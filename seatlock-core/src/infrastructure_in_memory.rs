use crate::error::ReservationError;
use crate::infrastructure::SeatStore;
use crate::state::{ExpiryCheck, Seat};
use crate::types::{Booking, LockGrant, Principal, SeatStatus, Snapshot, UnlockOutcome};
use std::collections::HashMap;

/// Fixed set of seats held in memory. The id set never changes after
/// construction.
pub struct InMemorySeatStore {
    // Map of Seat ID -> Seat
    seats: HashMap<String, Seat>,
}

impl InMemorySeatStore {
    /// Creates one available seat per id. Duplicate ids collapse into one seat.
    pub fn new<I, S>(seat_ids: I) -> Self
    where
        I: IntoIterator<Item = S>,
        S: Into<String>,
    {
        let seats = seat_ids
            .into_iter()
            .map(|id| {
                let id = id.into();
                (id.clone(), Seat::new(id))
            })
            .collect();
        Self { seats }
    }

    /// Seats "1" through `count`
    pub fn with_numbered_seats(count: usize) -> Self {
        Self::new((1..=count).map(|n| n.to_string()))
    }

    fn seat_mut(&mut self, seat_id: &str) -> Result<&mut Seat, ReservationError> {
        self.seats
            .get_mut(seat_id)
            .ok_or_else(|| ReservationError::not_found(seat_id))
    }
}

impl SeatStore for InMemorySeatStore {
    fn lock(
        &mut self,
        seat_id: &str,
        user_id: &str,
        now: u64,
        duration_ms: u64,
    ) -> Result<LockGrant, ReservationError> {
        self.seat_mut(seat_id)?.lock(user_id, now, duration_ms)
    }

    fn confirm(
        &mut self,
        seat_id: &str,
        user_id: &str,
        now: u64,
    ) -> Result<Booking, ReservationError> {
        self.seat_mut(seat_id)?.confirm(user_id, now)
    }

    fn unlock(
        &mut self,
        seat_id: &str,
        principal: &Principal,
    ) -> Result<UnlockOutcome, ReservationError> {
        self.seat_mut(seat_id)?.unlock(principal)
    }

    fn expire(&mut self, seat_id: &str, captured_deadline: u64, now: u64) -> ExpiryCheck {
        match self.seats.get_mut(seat_id) {
            Some(seat) => seat.expire(captured_deadline, now),
            None => ExpiryCheck::Stale,
        }
    }

    fn sweep_expired(&mut self, now: u64) -> Vec<String> {
        let mut released = Vec::new();
        for seat in self.seats.values_mut() {
            if seat.reclaim_if_expired(now).is_some() {
                released.push(seat.id().to_string());
            }
        }
        released.sort();
        released
    }

    fn status(&self, seat_id: &str) -> Option<&SeatStatus> {
        self.seats.get(seat_id).map(Seat::status)
    }

    fn snapshot(&self, now: u64) -> Snapshot {
        Snapshot {
            taken_at: now,
            seats: self
                .seats
                .values()
                .map(|seat| (seat.id().to_string(), seat.view()))
                .collect(),
        }
    }

    fn len(&self) -> usize {
        self.seats.len()
    }
}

### PROBLEM DESCRIPTION
Determine how many lines in the records include the word "ReservationError", and reply with that number alone.

### RESPONSE AREA
6